The former Labour defence minister Lord Chalfont, who has died aged 100, had perhaps the most precipitous and unlikely rise to a political career in modern history. He was Alun Gwynne Jones, defence correspondent of the Times, at the time of the election of Harold Wilson’s first Labour government in October 1964, and in a matter of days was summoned for an unexpected briefing with the prime minister at No 10, leaving a short time later as both a minister – for disarmament, based in the Foreign Office, not the Ministry of Defence – and a life peer.

“If the word had been invented I would have said I was gobsmacked,” Chalfont told the Independent in 1995. “I have never expressed any political views that could characterise me as left or right.” In that, over time, he advised all three main parties on defence issues, he was correct. Many, however, would query that assessment, as he later took increasingly authoritarian stands in support of the Thatcher government, which led to her recommending his appointment in 1989 as deputy chairman of the Independent Broadcasting Authority and in 1990 as chairman of the Radio Authority.
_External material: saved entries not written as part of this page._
//! Shared fixtures for integration tests.

#![allow(clippy::unwrap_used, dead_code)]

use std::io::Cursor;
use std::io::Write;
use std::path::Path;
use std::path::PathBuf;
use std::sync::Arc;

use flate2::Compression;
use flate2::write::GzEncoder;
use upgate_core::RateLimiter;
use upgate_core::Tier;
use upgate_core::ValidationMode;
use upgate_core::Validator;

pub const MB: u64 = 1_000_000;

/// Minimal PNG header.
pub const PNG: &[u8] = b"\x89PNG\r\n\x1a\n\x00\x00\x00\rIHDR\x00\x00\x00\x01\x00\x00\x00\x01";

pub fn validator(tier: Tier, mode: ValidationMode) -> Validator {
    Validator::for_tier(tier, Arc::new(RateLimiter::default())).with_mode(mode)
}

pub fn write_file(dir: &Path, name: &str, data: &[u8]) -> PathBuf {
    let path = dir.join(name);
    if let Some(parent) = path.parent() {
        std::fs::create_dir_all(parent).unwrap();
    }
    std::fs::write(&path, data).unwrap();
    path
}

/// Deflate-compressed zip of the given entries.
pub fn zip_bytes(entries: &[(&str, &[u8])]) -> Vec<u8> {
    use zip::write::SimpleFileOptions;

    let mut zip = zip::ZipWriter::new(Cursor::new(Vec::new()));
    let options =
        SimpleFileOptions::default().compression_method(zip::CompressionMethod::Deflated);
    for (name, data) in entries {
        zip.start_file(*name, options).unwrap();
        zip.write_all(data).unwrap();
    }
    zip.finish().unwrap().into_inner()
}

/// Tar of the given entries with GNU headers.
pub fn tar_bytes(entries: &[(&str, &[u8])]) -> Vec<u8> {
    let mut ar = tar::Builder::new(Vec::new());
    for (name, data) in entries {
        let mut header = tar::Header::new_gnu();
        header.set_size(data.len() as u64);
        header.set_mode(0o644);
        header.set_cksum();
        ar.append_data(&mut header, name, *data).unwrap();
    }
    ar.into_inner().unwrap()
}

pub fn gzip_bytes(data: &[u8]) -> Vec<u8> {
    let mut encoder = GzEncoder::new(Vec::new(), Compression::default());
    encoder.write_all(data).unwrap();
    encoder.finish().unwrap()
}

/// LZMA2-compressed 7z of the given entries.
pub fn sevenz_bytes(entries: &[(&str, &[u8])]) -> Vec<u8> {
    use sevenz_rust2::ArchiveEntry;
    use sevenz_rust2::ArchiveWriter;

    let mut writer = ArchiveWriter::new(Cursor::new(Vec::new())).unwrap();
    for (name, data) in entries {
        writer
            .push_archive_entry(ArchiveEntry::new_file(name), Some(*data))
            .unwrap();
    }
    writer.finish().unwrap().into_inner()
}

/// Deterministic bytes that no codec can shrink much.
pub fn noise(len: usize) -> Vec<u8> {
    let mut state: u32 = 0x9E37_79B9;
    (0..len)
        .map(|_| {
            state = state.wrapping_mul(1_664_525).wrapping_add(1_013_904_223);
            (state >> 24) as u8
        })
        .collect()
}
//! Security gate for untrusted uploads.
//!
//! `upgate-core` decides whether a user-submitted file, archive or directory
//! may enter a publishing pipeline. Each upload runs through per-identity
//! rate limiting, filename safety rules, tier size ceilings, content
//! classification with magic-number sniffing, and, for archives, an
//! inspection of the entry directory that never extracts payloads.
//!
//! Every rejection is a value recorded in a [`ValidationReport`]; only
//! conditions that prevent a verdict (an unreadable file, a bad policy
//! document) surface as [`UploadError`].
//!
//! # Examples
//!
//! ```no_run
//! use std::sync::Arc;
//! use upgate_core::{RateLimiter, Tier, classify_validator};
//!
//! # fn main() -> Result<(), Box<dyn std::error::Error>> {
//! let limiter = Arc::new(RateLimiter::default());
//! let validator = classify_validator(Tier::Basic, limiter);
//! let report = validator.validate("uploads/site.zip", Some("user-42"))?;
//! println!("{} risk, score {}", report.risk_level, report.security_score);
//! # Ok(())
//! # }
//! ```

#![deny(unsafe_code)]
#![warn(missing_docs)]

pub mod api;
pub mod archive;
pub mod content;
pub mod details;
pub mod error;
pub mod policy;
pub mod rejection;
pub mod report;
pub mod security;
pub mod validator;

#[cfg(test)]
mod test_utils;

pub use api::classify_validator;
pub use api::validate_archive;
pub use api::validate_directory;
pub use api::validate_file;
pub use archive::ArchiveSummary;
pub use content::AllowedTypeTable;
pub use content::Category;
pub use content::Signature;
pub use details::FileDetails;
pub use error::Result;
pub use error::UploadError;
pub use policy::PolicyRegistry;
pub use policy::Tier;
pub use policy::UploadPolicy;
pub use rejection::ArchiveRejection;
pub use rejection::ClassificationError;
pub use rejection::ContentThreat;
pub use rejection::NameRejection;
pub use rejection::RateLimited;
pub use rejection::Rejection;
pub use rejection::SizeExceeded;
pub use report::CheckKind;
pub use report::CheckOutcome;
pub use report::RiskLevel;
pub use report::ValidationReport;
pub use security::RateLimiter;
pub use validator::ValidationMode;
pub use validator::Validator;
//! Descriptive facts about an uploaded file.
//!
//! [`FileDetails`] is attached to single-file reports in detailed mode. None
//! of it feeds the verdict: hosting concerns surface as report warnings.

use std::fs::Metadata;
use std::time::Duration;

use chrono::DateTime;
use chrono::Utc;
use serde::Deserialize;
use serde::Serialize;

use crate::content::Signature;
use crate::content::extension_of;

const KIB: u64 = 1024;
const MIB: u64 = KIB * 1024;

/// Files above this size cannot be pushed to a git host at all.
pub const HOSTING_HARD_LIMIT: u64 = 100 * MIB;

/// Files above this size should go through large-file storage.
pub const HOSTING_LFS_THRESHOLD: u64 = 25 * MIB;

/// Uplink assumed by [`estimate_upload`], in bytes per second.
pub const ASSUMED_UPLINK: u64 = 10 * MIB;

/// Characters git hosts refuse in path names.
const HOSTING_RESERVED: [char; 7] = ['<', '>', ':', '"', '|', '?', '*'];

/// Leading bytes searched for NUL when the content type is unknown.
const BINARY_WINDOW: usize = 1024;

/// Whether a file can be published to a git host as is.
#[derive(Debug, Clone, PartialEq, Eq, Serialize, Deserialize)]
pub struct HostingCompatibility {
    /// `false` when the host would refuse the file.
    pub compatible: bool,
    /// Size is under [`HOSTING_HARD_LIMIT`].
    pub size_ok: bool,
    /// Name has no host-reserved characters.
    pub filename_ok: bool,
    /// Human-readable concerns, also copied into the report's warnings.
    pub warnings: Vec<String>,
}

/// Facts about a single file, gathered in detailed mode.
#[derive(Debug, Clone, PartialEq, Serialize, Deserialize)]
pub struct FileDetails {
    /// Lowercase extension without the dot.
    pub extension: Option<String>,
    /// Size as shown to people, e.g. `2.5 MB`.
    pub size_human: String,
    /// Content is not text.
    pub is_binary: bool,
    /// Transfer time at [`ASSUMED_UPLINK`].
    pub estimated_upload_secs: f64,
    /// Last modification time, when the platform reports one.
    pub modified: Option<DateTime<Utc>>,
    /// Creation time, when the platform reports one.
    pub created: Option<DateTime<Utc>>,
    /// Git hosting limits.
    pub hosting: HostingCompatibility,
}

impl FileDetails {
    /// Collects details from file metadata and the sniffed prefix.
    #[must_use]
    pub fn collect(
        name: &str,
        metadata: &Metadata,
        signature: Option<Signature>,
        prefix: &[u8],
    ) -> Self {
        let size = metadata.len();
        Self {
            extension: extension_of(name),
            size_human: human_size(size),
            is_binary: is_binary(signature, prefix),
            estimated_upload_secs: estimate_upload(size).as_secs_f64(),
            modified: metadata.modified().ok().map(DateTime::<Utc>::from),
            created: metadata.created().ok().map(DateTime::<Utc>::from),
            hosting: hosting_compatibility(name, size),
        }
    }
}

/// Formats a byte count in binary units with one decimal.
///
/// ```
/// use upgate_core::details::human_size;
///
/// assert_eq!(human_size(0), "0 B");
/// assert_eq!(human_size(1536), "1.5 KB");
/// assert_eq!(human_size(25 * 1024 * 1024), "25.0 MB");
/// ```
#[must_use]
pub fn human_size(bytes: u64) -> String {
    if bytes == 0 {
        return "0 B".to_string();
    }
    let units = ["B", "KB", "MB", "GB"];
    let mut value = bytes as f64;
    let mut unit = 0;
    while value >= KIB as f64 && unit < units.len() - 1 {
        value /= KIB as f64;
        unit += 1;
    }
    format!("{value:.1} {}", units[unit])
}

/// Time to transfer `bytes` at [`ASSUMED_UPLINK`].
#[must_use]
pub fn estimate_upload(bytes: u64) -> Duration {
    Duration::from_secs_f64(bytes as f64 / ASSUMED_UPLINK as f64)
}

/// Known textual signatures are text, other known signatures are binary,
/// unknown content is binary iff it holds a NUL early on.
fn is_binary(signature: Option<Signature>, prefix: &[u8]) -> bool {
    match signature {
        Some(signature) => !signature.is_textual(),
        None => prefix.iter().take(BINARY_WINDOW).any(|&b| b == 0),
    }
}

/// Checks a file against git hosting limits.
///
/// ```
/// use upgate_core::details::hosting_compatibility;
///
/// let large = hosting_compatibility("dump.sql", 30 * 1024 * 1024);
/// assert!(large.compatible);
/// assert_eq!(large.warnings.len(), 1);
///
/// let reserved = hosting_compatibility("what?.txt", 10);
/// assert!(!reserved.filename_ok);
/// ```
#[must_use]
pub fn hosting_compatibility(name: &str, size: u64) -> HostingCompatibility {
    let mut warnings = Vec::new();

    let size_ok = size <= HOSTING_HARD_LIMIT;
    if !size_ok {
        warnings.push(format!(
            "file exceeds the {} git hosting limit",
            human_size(HOSTING_HARD_LIMIT)
        ));
    } else if size > HOSTING_LFS_THRESHOLD {
        warnings.push(format!(
            "large file, use git LFS for files over {}",
            human_size(HOSTING_LFS_THRESHOLD)
        ));
    }

    let filename_ok = !name.contains(HOSTING_RESERVED);
    if !filename_ok {
        warnings.push("filename contains characters git hosts reject".to_string());
    }

    HostingCompatibility {
        compatible: size_ok,
        size_ok,
        filename_ok,
        warnings,
    }
}
//! Name safety rules and upload throttling.

mod name;
mod ratelimit;

pub use name::DANGEROUS_EXTENSIONS;
pub use name::DISALLOWED_CHARS;
pub use name::SUSPICIOUS_TOKENS;
pub use name::check_name;
pub use ratelimit::Clock;
pub use ratelimit::DAY;
pub use ratelimit::HOUR;
pub use ratelimit::ManualClock;
pub use ratelimit::RateCeilings;
pub use ratelimit::RateLimiter;
pub use ratelimit::SystemClock;
pub use ratelimit::WindowUsage;
//! Error conversion utilities for CLI.
//!
//! Converts upgate-core's typed errors (thiserror) into user-friendly
//! contextual errors (anyhow) with actionable guidance.

use anyhow::anyhow;
use std::io::ErrorKind;
use std::path::Path;
use upgate_core::UploadError;

/// Converts `UploadError` to a user-friendly anyhow error naming `source`.
pub fn convert_upload_error(err: UploadError, source: &Path) -> anyhow::Error {
    match err {
        UploadError::Io(io_err) if io_err.kind() == ErrorKind::NotFound => {
            anyhow!(
                "Upload target not found: '{}'\n\
                 HINT: Check the path; directories are validated recursively.",
                source.display()
            )
        }
        UploadError::Io(io_err) => {
            anyhow!("I/O error while validating '{}': {}", source.display(), io_err)
        }
        UploadError::UnknownTier { name } => {
            anyhow!(
                "Unknown tier '{name}'\n\
                 HINT: Known tiers are basic, elevated and privileged \
                 (aliases: web, api, admin). Run `upgate tiers` to list them."
            )
        }
        UploadError::InvalidPolicy { reason } => {
            anyhow!(
                "Policy in '{}' is invalid: {reason}\n\
                 HINT: Every ceiling must be positive, and size and entry limits \
                 must grow from basic to privileged.",
                source.display()
            )
        }
        UploadError::Config(json_err) => {
            anyhow!(
                "Could not parse policy document '{}': {json_err}\n\
                 HINT: The `data` field of `upgate tiers --json` has the expected shape.",
                source.display()
            )
        }
    }
}

/// Adds context to a core result about the given source path.
pub fn add_upload_context<T>(
    result: Result<T, UploadError>,
    source: &Path,
) -> anyhow::Result<T> {
    result.map_err(|e| convert_upload_error(e, source))
}
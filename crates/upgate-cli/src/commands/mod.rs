//! Subcommand implementations.

pub mod check;
pub mod completion;
pub mod tiers;

use crate::error::add_upload_context;
use anyhow::Context;
use anyhow::Result;
use std::fs;
use std::path::Path;
use upgate_core::PolicyRegistry;

/// Loads the tier registry from a policy document, or the built-in one.
pub fn load_registry(policy_file: Option<&Path>) -> Result<PolicyRegistry> {
    let Some(path) = policy_file else {
        return Ok(PolicyRegistry::default());
    };
    let document = fs::read_to_string(path)
        .with_context(|| format!("Failed to read policy file '{}'", path.display()))?;
    add_upload_context(PolicyRegistry::from_json(&document), path)
}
In 1964, since he had never been a member of the Labour party (or indeed any political party), running him in a byelection for the Commons was regarded as too risky, especially as Wilson’s majority was only four. When he pointed out to the prime minister that he was not necessarily a Labour supporter, Wilson imperturbably replied: “Such ideological commitment if conscientiously pursued would mark you as unique in my administration.”

It was an astonishing career development for Gwynne Jones, born in Monmouth, south Wales, to Arthur, an electrician, and Liza (nee Hardman), a teacher. Educated at West Monmouth school in Pontypool, he was commissioned in the South Wales Borderers in 1940 and served with the regiment for 21 years.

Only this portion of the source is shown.